_EXERCISE MATERIALS:_

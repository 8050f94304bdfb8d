use serde::{Deserialize, Serialize};
use std::collections::BTreeSet;

#[derive(
    Serialize,
    Deserialize,
    Clone,
    Copy,
    Debug,
    Default,
    PartialEq,
    Eq,
    strum::Display,
    strum::AsRefStr,
    strum::EnumString,
)]
#[serde(rename_all = "lowercase")]
#[strum(serialize_all = "lowercase")]
pub enum Visibility {
    #[default]
    Public,
    Unlisted,
    Private,
}

#[derive(
    Serialize,
    Deserialize,
    Clone,
    Copy,
    Debug,
    Default,
    PartialEq,
    Eq,
    strum::Display,
    strum::AsRefStr,
    strum::EnumString,
)]
#[serde(rename_all = "lowercase")]
#[strum(serialize_all = "lowercase")]
pub enum PostStatus {
    #[default]
    Draft,
    Published,
    Scheduled,
}

/// The article under edit.
///
/// `tags` is a set: duplicates are dropped on insert and ordering carries no meaning.
/// `slug` follows the title until `slug_manually_edited` is set.
#[derive(Serialize, Deserialize, Clone, Debug, Default, PartialEq, Eq)]
#[serde(rename_all = "camelCase")]
pub struct DocumentDraft {
    #[serde(default)]
    pub title: String,
    #[serde(default)]
    pub body: String,
    #[serde(default)]
    pub excerpt: String,
    #[serde(default)]
    pub category_id: Option<String>,
    #[serde(default)]
    pub tags: BTreeSet<String>,
    #[serde(default)]
    pub cover_image_url: String,
    #[serde(default)]
    pub cover_image_alt: String,
    #[serde(default)]
    pub visibility: Visibility,
    #[serde(default)]
    pub status: PostStatus,
    /// Unix epoch milliseconds.
    #[serde(default)]
    pub publish_at: Option<i64>,
    #[serde(default)]
    pub slug: String,
    #[serde(default)]
    pub meta_title: String,
    #[serde(default)]
    pub meta_description: String,
    #[serde(default)]
    pub focus_keyword: String,
    #[serde(default)]
    pub canonical_url: String,
    #[serde(default)]
    pub slug_manually_edited: bool,
}

/// A partial update to a [`DocumentDraft`]. `None` leaves the field untouched.
#[derive(Clone, Debug, Default, PartialEq, Eq)]
pub struct DraftPatch {
    pub title: Option<String>,
    pub body: Option<String>,
    pub excerpt: Option<String>,
    pub category_id: Option<Option<String>>,
    pub tags: Option<Vec<String>>,
    pub cover_image_url: Option<String>,
    pub cover_image_alt: Option<String>,
    pub visibility: Option<Visibility>,
    pub status: Option<PostStatus>,
    pub publish_at: Option<Option<i64>>,
    pub slug: Option<String>,
    pub meta_title: Option<String>,
    pub meta_description: Option<String>,
    pub focus_keyword: Option<String>,
    pub canonical_url: Option<String>,
}

impl DraftPatch {
    pub fn title(title: impl Into<String>) -> Self {
        Self {
            title: Some(title.into()),
            ..Default::default()
        }
    }

    pub fn body(body: impl Into<String>) -> Self {
        Self {
            body: Some(body.into()),
            ..Default::default()
        }
    }

    pub fn is_empty(&self) -> bool {
        *self == Self::default()
    }
}

/// Selection inside `DocumentDraft::body`, in UTF-16 code units (what text areas report).
#[derive(Serialize, Deserialize, Clone, Copy, Debug, Default, PartialEq, Eq)]
pub struct CursorRange {
    pub start: usize,
    pub end: usize,
}

impl CursorRange {
    pub fn new(start: usize, end: usize) -> Self {
        Self { start, end }
    }

    pub fn caret(pos: usize) -> Self {
        Self {
            start: pos,
            end: pos,
        }
    }

    /// Pull a possibly stale range back inside `[0, len]`, keeping `start <= end`.
    pub fn clamped(self, len: usize) -> Self {
        let start = self.start.min(len);
        let end = self.end.min(len);
        Self {
            start: start.min(end),
            end: start.max(end),
        }
    }

    pub fn is_collapsed(&self) -> bool {
        self.start == self.end
    }
}

/// The unit written to (and recovered from) local storage.
#[derive(Serialize, Deserialize, Clone, Debug, PartialEq, Eq)]
#[serde(rename_all = "camelCase")]
pub struct DraftSnapshot {
    pub saved_at: i64,
    #[serde(flatten)]
    pub draft: DocumentDraft,
}
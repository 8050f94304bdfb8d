use crate::api::{ApiError, ApiResult, ContentStore, PostPayload};
use crate::cache::{clear_draft_snapshot, load_draft_snapshot, save_draft_snapshot};
use crate::editor::ValidationError;
use crate::metrics::{slugify, DEFAULT_WORDS_PER_MINUTE};
use crate::models::{DocumentDraft, DraftSnapshot, PostStatus};
use crate::storage::DurableStorage;

pub const DEFAULT_AUTOSAVE_DELAY_MS: u32 = 5_000;

#[derive(Clone, Copy, Debug, PartialEq, Eq, strum::Display, strum::AsRefStr)]
pub enum SaveState {
    Clean,
    Dirty,
    Saving,
    SaveFailed,
}

/// A debounce timer the host should schedule. When it fires, hand the token back to
/// `autosave_due`; tokens from superseded timers are ignored.
#[derive(Clone, Copy, Debug, PartialEq, Eq)]
pub struct AutosaveTimer {
    pub token: u64,
    pub delay_ms: u32,
}

#[derive(Clone, Copy, Debug)]
struct PendingAutosave {
    token: u64,
    due_at: i64,
}

#[derive(Clone, Copy, Debug, PartialEq, Eq, strum::Display)]
pub enum SaveMode {
    Draft,
    Publish,
}

#[derive(Clone, Debug, PartialEq, Eq)]
pub enum RemoteTarget {
    Create,
    Update(String),
}

/// Everything needed to perform one remote write, captured when the save began.
#[derive(Clone, Debug)]
pub struct SaveTicket {
    pub mode: SaveMode,
    pub target: RemoteTarget,
    pub payload: PostPayload,
}

#[derive(Clone, Debug, PartialEq, Eq)]
pub struct RemoteReceipt {
    pub id: Option<String>,
    pub slug: String,
}

#[derive(Clone, Debug, PartialEq, Eq, thiserror::Error)]
pub enum SaveRejected {
    #[error("a save is already in progress")]
    AlreadySaving,
    #[error("resolve the draft recovery prompt first")]
    RecoveryPending,
    #[error("the session is still loading")]
    NotStarted,
    #[error(transparent)]
    Invalid(#[from] ValidationError),
}

/// Tracks whether the draft is durably saved and drives local autosave and remote saves.
///
/// Local snapshot writes that fail are logged and recorded as a warning; they never
/// change the draft and never propagate.
pub struct PersistenceCoordinator<S: DurableStorage> {
    storage: S,
    session_key: String,
    delay_ms: u32,
    words_per_minute: usize,
    state: SaveState,
    next_token: u64,
    pending: Option<PendingAutosave>,
    started: bool,
    recovery: Option<DraftSnapshot>,
    edited_while_saving: bool,
    last_saved_at: Option<i64>,
    last_warning: Option<String>,
    last_error: Option<ApiError>,
    post_id: Option<String>,
    published_slug: Option<String>,
}

impl<S: DurableStorage> PersistenceCoordinator<S> {
    pub fn new(storage: S, session_key: impl Into<String>, delay_ms: u32) -> Self {
        Self {
            storage,
            session_key: session_key.into(),
            delay_ms,
            words_per_minute: DEFAULT_WORDS_PER_MINUTE,
            state: SaveState::Clean,
            next_token: 0,
            pending: None,
            started: false,
            recovery: None,
            edited_while_saving: false,
            last_saved_at: None,
            last_warning: None,
            last_error: None,
            post_id: None,
            published_slug: None,
        }
    }

    pub fn state(&self) -> SaveState {
        self.state
    }

    pub fn session_key(&self) -> &str {
        &self.session_key
    }

    pub fn last_saved_at(&self) -> Option<i64> {
        self.last_saved_at
    }

    pub fn last_warning(&self) -> Option<&str> {
        self.last_warning.as_deref()
    }

    pub fn last_error(&self) -> Option<&ApiError> {
        self.last_error.as_ref()
    }

    pub fn post_id(&self) -> Option<&str> {
        self.post_id.as_deref()
    }

    pub fn published_slug(&self) -> Option<&str> {
        self.published_slug.as_deref()
    }

    /// Editing an existing post: later saves update it instead of creating a new one.
    pub fn set_post_id(&mut self, id: impl Into<String>) {
        self.post_id = Some(id.into());
    }

    /// Reading speed used for the reading time sent with remote saves.
    pub fn set_words_per_minute(&mut self, words_per_minute: usize) {
        self.words_per_minute = words_per_minute;
    }

    /// When the pending autosave is due, if any.
    pub fn pending_due_at(&self) -> Option<i64> {
        self.pending.map(|p| p.due_at)
    }

    pub fn status_label(&self) -> &'static str {
        match self.state {
            SaveState::Clean => "Saved",
            SaveState::Dirty => "Unsaved changes",
            SaveState::Saving => "Saving…",
            SaveState::SaveFailed => "Save failed",
        }
    }

    /// Leaving the session must be confirmed while changes are not yet durable.
    pub fn should_confirm_unload(&self) -> bool {
        matches!(self.state, SaveState::Dirty | SaveState::Saving)
    }

    /// Look for a snapshot left by an earlier session. Returns it when the user should be
    /// asked whether to restore it; autosave stays off until they answer.
    pub fn start(&mut self, discard_requested: bool) -> Option<DraftSnapshot> {
        self.started = true;
        if discard_requested {
            self.clear_local();
            return None;
        }
        let snap = load_draft_snapshot(&self.storage, &self.session_key)?;
        tracing::debug!(saved_at = snap.saved_at, "found recoverable draft");
        self.recovery = Some(snap.clone());
        Some(snap)
    }

    pub fn recovery_pending(&self) -> bool {
        self.recovery.is_some()
    }

    /// Accept the offered snapshot. The caller rehydrates its draft from the result.
    pub fn accept_recovery(&mut self) -> Option<DraftSnapshot> {
        let snap = self.recovery.take()?;
        self.cancel_pending();
        self.state = SaveState::Clean;
        self.last_saved_at = Some(snap.saved_at);
        Some(snap)
    }

    /// Decline the offered snapshot and delete it.
    pub fn decline_recovery(&mut self, now: i64) -> Option<AutosaveTimer> {
        self.recovery.take()?;
        self.clear_local();
        if self.state == SaveState::Dirty {
            return Some(self.arm(now));
        }
        None
    }

    pub fn is_started(&self) -> bool {
        self.started
    }

    /// Record a draft mutation. Returns the timer to schedule, if one should run.
    ///
    /// Before `start` has looked for a recoverable snapshot, mutations are not tracked:
    /// a timer armed then could overwrite that snapshot.
    pub fn note_mutation(&mut self, now: i64) -> Option<AutosaveTimer> {
        if !self.started {
            tracing::debug!("mutation before session start ignored by autosave");
            return None;
        }
        match self.state {
            SaveState::Saving => {
                self.edited_while_saving = true;
                None
            }
            SaveState::Clean | SaveState::SaveFailed | SaveState::Dirty => {
                if self.state != SaveState::Dirty {
                    tracing::debug!(from = %self.state, "draft is dirty");
                }
                self.state = SaveState::Dirty;
                if self.recovery.is_some() {
                    return None;
                }
                Some(self.arm(now))
            }
        }
    }

    fn arm(&mut self, now: i64) -> AutosaveTimer {
        self.next_token += 1;
        let token = self.next_token;
        self.pending = Some(PendingAutosave {
            token,
            due_at: now + i64::from(self.delay_ms),
        });
        AutosaveTimer {
            token,
            delay_ms: self.delay_ms,
        }
    }

    fn cancel_pending(&mut self) {
        self.pending = None;
    }

    /// The debounce timer for `token` fired. Writes the snapshot if that timer is still
    /// the live one and the draft is dirty. Returns whether a write happened.
    pub fn autosave_due(&mut self, token: u64, draft: &DocumentDraft, now: i64) -> bool {
        match self.pending {
            Some(p) if p.token == token => {}
            _ => return false,
        }
        self.pending = None;
        if self.state != SaveState::Dirty {
            return false;
        }
        if self.write_local(draft, now) {
            self.state = SaveState::Clean;
            true
        } else {
            false
        }
    }

    fn write_local(&mut self, draft: &DocumentDraft, now: i64) -> bool {
        match save_draft_snapshot(&self.storage, &self.session_key, draft, now) {
            Ok(_) => {
                self.last_saved_at = Some(now);
                self.last_warning = None;
                true
            }
            Err(e) => {
                tracing::warn!(error = %e, "local draft snapshot not written");
                self.last_warning = Some(e.to_string());
                false
            }
        }
    }

    fn clear_local(&mut self) {
        if let Err(e) = clear_draft_snapshot(&self.storage, &self.session_key) {
            tracing::warn!(error = %e, "local draft snapshot not cleared");
            self.last_warning = Some(e.to_string());
        }
    }

    /// Start an explicit save or publish. Only one may be in flight.
    pub fn begin_remote_save(
        &mut self,
        mode: SaveMode,
        draft: &DocumentDraft,
        now: i64,
    ) -> Result<SaveTicket, SaveRejected> {
        if !self.started {
            return Err(SaveRejected::NotStarted);
        }
        if self.state == SaveState::Saving {
            return Err(SaveRejected::AlreadySaving);
        }
        if self.recovery.is_some() {
            return Err(SaveRejected::RecoveryPending);
        }
        let status = resolve_status(mode, draft, now)?;

        self.cancel_pending();
        // The local snapshot must hold exactly what is being sent.
        self.write_local(draft, now);
        self.state = SaveState::Saving;
        self.edited_while_saving = false;
        tracing::debug!(%mode, %status, "remote save started");

        let target = match &self.post_id {
            Some(id) => RemoteTarget::Update(id.clone()),
            None => RemoteTarget::Create,
        };
        Ok(SaveTicket {
            mode,
            target,
            payload: PostPayload::from_draft(draft, status, self.words_per_minute),
        })
    }

    /// Settle the save started by `begin_remote_save`.
    ///
    /// `draft` is the current draft, which may have changed while the request was out.
    pub fn finish_remote_save(
        &mut self,
        result: ApiResult<RemoteReceipt>,
        draft: &DocumentDraft,
        now: i64,
    ) -> Option<AutosaveTimer> {
        if self.state != SaveState::Saving {
            return None;
        }
        let edited = std::mem::take(&mut self.edited_while_saving);

        match result {
            Ok(receipt) => {
                self.clear_local();
                if self.post_id.is_none() {
                    // A create that returns no id is addressed by its slug from now on.
                    let id = receipt.id.unwrap_or_else(|| receipt.slug.clone());
                    // Snapshots for this post now live under its id.
                    self.session_key = id.clone();
                    self.post_id = Some(id);
                }
                self.published_slug = Some(receipt.slug);
                self.last_error = None;
                self.last_saved_at = Some(now);
                if edited {
                    self.state = SaveState::Dirty;
                    Some(self.arm(now))
                } else {
                    self.state = SaveState::Clean;
                    None
                }
            }
            Err(e) => {
                tracing::warn!(error = %e, kind = ?e.kind, "remote save failed");
                self.last_error = Some(e);
                self.state = SaveState::SaveFailed;
                if edited {
                    self.write_local(draft, now);
                }
                None
            }
        }
    }
}

fn resolve_status(
    mode: SaveMode,
    draft: &DocumentDraft,
    now: i64,
) -> Result<PostStatus, ValidationError> {
    if mode == SaveMode::Draft {
        return Ok(PostStatus::Draft);
    }
    if draft.title.trim().is_empty() {
        return Err(ValidationError::new("title", "A title is required to publish"));
    }
    if draft.slug.is_empty() || slugify(&draft.slug) != draft.slug {
        return Err(ValidationError::new(
            "slug",
            "Slug may only contain lowercase letters, digits and hyphens",
        ));
    }
    let in_future = draft.publish_at.is_some_and(|at| at > now);
    if draft.status == PostStatus::Scheduled || in_future {
        if draft.publish_at.is_none() {
            return Err(ValidationError::new(
                "publishAt",
                "Scheduled posts need a publish date",
            ));
        }
        return Ok(PostStatus::Scheduled);
    }
    Ok(PostStatus::Published)
}

/// Perform the remote write described by `ticket`.
pub async fn run_remote_save(
    store: &impl ContentStore,
    ticket: &SaveTicket,
) -> ApiResult<RemoteReceipt> {
    match &ticket.target {
        RemoteTarget::Create => {
            let res = store.create_post(&ticket.payload).await?;
            Ok(RemoteReceipt {
                id: res.id,
                slug: res.slug,
            })
        }
        RemoteTarget::Update(id) => {
            store.update_post(id, &ticket.payload).await?;
            Ok(RemoteReceipt {
                id: Some(id.clone()),
                slug: ticket.payload.slug.clone(),
            })
        }
    }
}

_INSTRUCTIONS TO FOLLOW:_
Check each line of the records for the word "until", and show the lines that contain it.

_RESPONSE:_
/// `slug` follows the title until `slug_manually_edited` is set.
    /// asked whether to restore it; autosave stays off until they answer.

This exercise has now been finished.